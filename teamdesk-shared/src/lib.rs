//! # TeamDesk Shared Library
//!
//! Domain types, persistence and business logic used by the TeamDesk API
//! server.
//!
//! ## Module Organization
//!
//! - `auth`: password hashing, session tokens and session resolution
//! - `db`: connection pool and migrations
//! - `repository`: generic CRUD repository over entity tables
//! - `models`: entities and their domain operations
//! - `calendar`: monthly calendar aggregation

pub mod auth;
pub mod calendar;
pub mod db;
pub mod models;
pub mod repository;

/// Current version of the TeamDesk shared library
pub const VERSION: &str = env!("CARGO_PKG_VERSION");

#[cfg(test)]
mod tests {
    use super::*;

    #[test]
    fn test_version_is_set() {
        assert!(!VERSION.is_empty());
    }
}
/// Form extraction helpers shared by the HTML-form endpoints
///
/// Browsers post `application/x-www-form-urlencoded` bodies. [`ValidForm`]
/// deserializes and validates such a body in one step; [`FormFields`] keeps
/// every pair so multi-select inputs (`members=1&members=2`) survive.

use axum::{
    extract::{FromRequest, Request},
    Form,
};
use chrono::NaiveDateTime;
use serde::{de::DeserializeOwned, Deserialize, Deserializer};
use validator::Validate;

use crate::error::ApiError;

/// Accepted `datetime-local` layouts, most specific browser output first
const DATETIME_FORMATS: [&str; 3] = ["%Y-%m-%dT%H:%M", "%Y-%m-%dT%H:%M:%S", "%Y-%m-%d %H:%M:%S"];

/// Form body that has passed `validator` checks
#[derive(Debug, Clone)]
pub struct ValidForm<T>(pub T);

#[axum::async_trait]
impl<T, S> FromRequest<S> for ValidForm<T>
where
    T: DeserializeOwned + Validate,
    S: Send + Sync,
{
    type Rejection = ApiError;

    async fn from_request(req: Request, state: &S) -> Result<Self, Self::Rejection> {
        let Form(value) = Form::<T>::from_request(req, state)
            .await
            .map_err(|rejection| ApiError::BadRequest(rejection.body_text()))?;
        value.validate()?;
        Ok(ValidForm(value))
    }
}

/// Raw form pairs with repeated keys preserved
#[derive(Debug, Clone, Default)]
pub struct FormFields(pub Vec<(String, String)>);

impl FormFields {
    /// First value for `key`, trimmed; empty values count as absent
    pub fn get(&self, key: &str) -> Option<&str> {
        self.0
            .iter()
            .find(|(k, _)| k == key)
            .map(|(_, v)| v.trim())
            .filter(|v| !v.is_empty())
    }

    pub fn require(&self, key: &str) -> Result<&str, ApiError> {
        self.get(key)
            .ok_or_else(|| ApiError::BadRequest(format!("{} is required", key)))
    }

    /// Every value for `key` parsed as an id
    pub fn ids(&self, key: &str) -> Result<Vec<i64>, ApiError> {
        self.0
            .iter()
            .filter(|(k, v)| k == key && !v.trim().is_empty())
            .map(|(_, v)| parse_id(key, v))
            .collect()
    }
}

#[axum::async_trait]
impl<S> FromRequest<S> for FormFields
where
    S: Send + Sync,
{
    type Rejection = ApiError;

    async fn from_request(req: Request, state: &S) -> Result<Self, Self::Rejection> {
        let Form(pairs) = Form::<Vec<(String, String)>>::from_request(req, state)
            .await
            .map_err(|rejection| ApiError::BadRequest(rejection.body_text()))?;
        Ok(FormFields(pairs))
    }
}

pub fn parse_id(field: &str, value: &str) -> Result<i64, ApiError> {
    value
        .trim()
        .parse()
        .map_err(|_| ApiError::BadRequest(format!("{} must be a numeric id", field)))
}

/// Parses the value of an `<input type="datetime-local">`
pub fn parse_datetime_local(value: &str) -> Option<NaiveDateTime> {
    let value = value.trim();
    DATETIME_FORMATS
        .iter()
        .find_map(|format| NaiveDateTime::parse_from_str(value, format).ok())
}

/// Serde adapter for `datetime-local` fields
pub fn datetime_local<'de, D>(deserializer: D) -> Result<NaiveDateTime, D::Error>
where
    D: Deserializer<'de>,
{
    let raw = String::deserialize(deserializer)?;
    parse_datetime_local(&raw)
        .ok_or_else(|| serde::de::Error::custom(format!("invalid date and time: {}", raw)))
}

/// Serde adapter for optional `datetime-local` fields; blank means absent
pub fn optional_datetime_local<'de, D>(deserializer: D) -> Result<Option<NaiveDateTime>, D::Error>
where
    D: Deserializer<'de>,
{
    match Option::<String>::deserialize(deserializer)? {
        Some(raw) if !raw.trim().is_empty() => parse_datetime_local(&raw)
            .map(Some)
            .ok_or_else(|| serde::de::Error::custom(format!("invalid date and time: {}", raw))),
        _ => Ok(None),
    }
}

/// Serde adapter trimming surrounding whitespace before validation runs
pub fn trimmed<'de, D>(deserializer: D) -> Result<String, D::Error>
where
    D: Deserializer<'de>,
{
    let raw = String::deserialize(deserializer)?;
    Ok(raw.trim().to_string())
}

/// Serde adapter turning blank optional strings into `None`
pub fn blank_as_none<'de, D>(deserializer: D) -> Result<Option<String>, D::Error>
where
    D: Deserializer<'de>,
{
    Ok(Option::<String>::deserialize(deserializer)?
        .map(|value| value.trim().to_string())
        .filter(|value| !value.is_empty()))
}

#[cfg(test)]
mod tests {
    use super::*;
    use axum::{body::Body, http::header};

    fn form_request(body: &str) -> Request {
        Request::builder()
            .method("POST")
            .header(header::CONTENT_TYPE, "application/x-www-form-urlencoded")
            .body(Body::from(body.to_string()))
            .unwrap()
    }

    #[derive(Debug, Deserialize, Validate)]
    struct Sample {
        #[validate(length(min = 1, max = 5, message = "Name must be 1-5 characters"))]
        name: String,
    }

    #[derive(Debug, Deserialize, Validate)]
    struct TrimmedSample {
        #[serde(deserialize_with = "trimmed")]
        #[validate(length(min = 1, max = 5, message = "Name must be 1-5 characters"))]
        name: String,
    }

    #[test]
    fn test_parse_datetime_local() {
        let expected = NaiveDateTime::parse_from_str("2025-03-01 18:00:00", "%Y-%m-%d %H:%M:%S").unwrap();

        assert_eq!(parse_datetime_local("2025-03-01T18:00"), Some(expected));
        assert_eq!(parse_datetime_local("2025-03-01T18:00:00"), Some(expected));
        assert_eq!(parse_datetime_local(" 2025-03-01 18:00:00 "), Some(expected));
        assert_eq!(parse_datetime_local("01.03.2025 18:00"), None);
        assert_eq!(parse_datetime_local(""), None);
    }

    #[tokio::test]
    async fn test_form_fields_keeps_repeated_keys() {
        let fields = FormFields::from_request(form_request("name=Core&members=1&members=3&members="), &())
            .await
            .unwrap();

        assert_eq!(fields.get("name"), Some("Core"));
        assert_eq!(fields.ids("members").unwrap(), vec![1, 3]);
        assert!(fields.ids("absent").unwrap().is_empty());
        assert!(fields.require("description").is_err());
    }

    #[tokio::test]
    async fn test_form_fields_rejects_bad_id() {
        let fields = FormFields::from_request(form_request("members=one"), &())
            .await
            .unwrap();

        assert!(matches!(fields.ids("members"), Err(ApiError::BadRequest(_))));
    }

    #[tokio::test]
    async fn test_valid_form_runs_validation() {
        let ok = ValidForm::<Sample>::from_request(form_request("name=Ann"), &()).await;
        assert_eq!(ok.unwrap().0.name, "Ann");

        let too_long = ValidForm::<Sample>::from_request(form_request("name=Annabelle"), &()).await;
        assert!(matches!(too_long, Err(ApiError::ValidationError(_))));

        let missing = ValidForm::<Sample>::from_request(form_request("other=1"), &()).await;
        assert!(matches!(missing, Err(ApiError::BadRequest(_))));
    }

    #[tokio::test]
    async fn test_trimmed_fields_validate_without_whitespace() {
        let padded = ValidForm::<TrimmedSample>::from_request(form_request("name=%20%20Ann%20%20"), &()).await;
        assert_eq!(padded.unwrap().0.name, "Ann");

        let blank = ValidForm::<TrimmedSample>::from_request(form_request("name=%20%20%20"), &()).await;
        assert!(matches!(blank, Err(ApiError::ValidationError(_))));

        // Padding does not count against the maximum length.
        let long_padded = ValidForm::<TrimmedSample>::from_request(form_request("name=+Annie+"), &()).await;
        assert_eq!(long_padded.unwrap().0.name, "Annie");
    }
}
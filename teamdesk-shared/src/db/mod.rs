/// Database layer
///
/// - `pool`: PostgreSQL connection pool with health checks
/// - `migrations`: embedded schema migrations
///
/// Entities and their queries live in [`crate::models`] on top of the generic
/// [`crate::repository::Repository`].

pub mod migrations;
pub mod pool;
/// Argon2id password digests
///
/// Digests are PHC strings carrying their own salt and cost parameters
/// (64 MiB, 3 passes, 4 lanes).
///
/// # Example
///
/// ```
/// use teamdesk_shared::auth::password::{hash_password, verify_password};
///
/// # fn example() -> Result<(), Box<dyn std::error::Error>> {
/// let hash = hash_password("super_secret_password_123")?;
///
/// assert!(verify_password("super_secret_password_123", &hash));
/// assert!(!verify_password("wrong_password", &hash));
/// # Ok(())
/// # }
/// ```

use argon2::{
    password_hash::{rand_core::OsRng, PasswordHash, PasswordHasher, PasswordVerifier, SaltString},
    Algorithm, Argon2, Params, Version,
};
use tracing::debug;

const MEMORY_KIB: u32 = 64 * 1024;
const PASSES: u32 = 3;
const LANES: u32 = 4;
const OUTPUT_LEN: usize = 32;

#[derive(Debug, thiserror::Error)]
pub enum PasswordError {
    #[error("Invalid Argon2 parameters: {0}")]
    Params(argon2::Error),

    #[error("Failed to hash password: {0}")]
    Hash(argon2::password_hash::Error),
}

fn hasher() -> Result<Argon2<'static>, PasswordError> {
    let params = Params::new(MEMORY_KIB, PASSES, LANES, Some(OUTPUT_LEN))
        .map_err(PasswordError::Params)?;
    Ok(Argon2::new(Algorithm::Argon2id, Version::V0x13, params))
}

/// Hashes `password` with a fresh salt into a PHC string such as
/// `$argon2id$v=19$m=65536,t=3,p=4$<salt>$<hash>`
pub fn hash_password(password: &str) -> Result<String, PasswordError> {
    let salt = SaltString::generate(&mut OsRng);
    let digest = hasher()?
        .hash_password(password.as_bytes(), &salt)
        .map_err(PasswordError::Hash)?;

    Ok(digest.to_string())
}

/// Checks `password` against a stored PHC digest in constant time
///
/// A digest that cannot be parsed never matches.
///
/// ```
/// use teamdesk_shared::auth::password::verify_password;
///
/// assert!(!verify_password("password", "not-a-phc-string"));
/// ```
pub fn verify_password(password: &str, digest: &str) -> bool {
    let Ok(parsed) = PasswordHash::new(digest) else {
        debug!("Stored password digest is not a PHC string");
        return false;
    };

    // Cost parameters come from the digest itself.
    Argon2::default()
        .verify_password(password.as_bytes(), &parsed)
        .is_ok()
}

/// Compares two secrets without short-circuiting on the first differing byte
pub fn constant_time_eq(a: &str, b: &str) -> bool {
    if a.len() != b.len() {
        return false;
    }

    a.bytes().zip(b.bytes()).fold(0u8, |acc, (x, y)| acc | (x ^ y)) == 0
}

#[cfg(test)]
mod tests {
    use super::*;

    #[test]
    fn test_digest_format() {
        let digest = hash_password("hunter2-but-longer").unwrap();

        assert!(digest.starts_with("$argon2id$v=19$m=65536,t=3,p=4$"));
    }

    #[test]
    fn test_salts_differ() {
        assert_ne!(
            hash_password("same_password").unwrap(),
            hash_password("same_password").unwrap()
        );
    }

    #[test]
    fn test_verify_round_trip() {
        let digest = hash_password("correct_password").unwrap();

        assert!(verify_password("correct_password", &digest));
        assert!(!verify_password("wrong_password", &digest));
        assert!(!verify_password("", &digest));
    }

    #[test]
    fn test_verify_password_malformed_digest_is_mismatch() {
        assert!(!verify_password("password", "invalid_hash"));
        assert!(!verify_password("password", "$argon2id$invalid"));
        assert!(!verify_password("password", ""));
    }

    #[test]
    fn test_unicode_password() {
        let password = "unicode-密码-パスワード";
        let digest = hash_password(password).unwrap();
        assert!(verify_password(password, &digest));
    }

    #[test]
    fn test_constant_time_eq() {
        assert!(constant_time_eq("root-password", "root-password"));
        assert!(!constant_time_eq("root-password", "root-passwore"));
        assert!(!constant_time_eq("root", "root-password"));
        assert!(!constant_time_eq("", "a"));
        assert!(constant_time_eq("", ""));
    }
}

### Directions
Please return exactly the lines from the first line of the material through the one with "monthly calendar aggregation", and no lines after it.

### Expected answer
filename teamdesk-shared/src/lib.rs
//! # TeamDesk Shared Library
//!
//! Domain types, persistence and business logic used by the TeamDesk API
//! server.
//!
//! ## Module Organization
//!
//! - `auth`: password hashing, session tokens and session resolution
//! - `db`: connection pool and migrations
//! - `repository`: generic CRUD repository over entity tables
//! - `models`: entities and their domain operations
//! - `calendar`: monthly calendar aggregation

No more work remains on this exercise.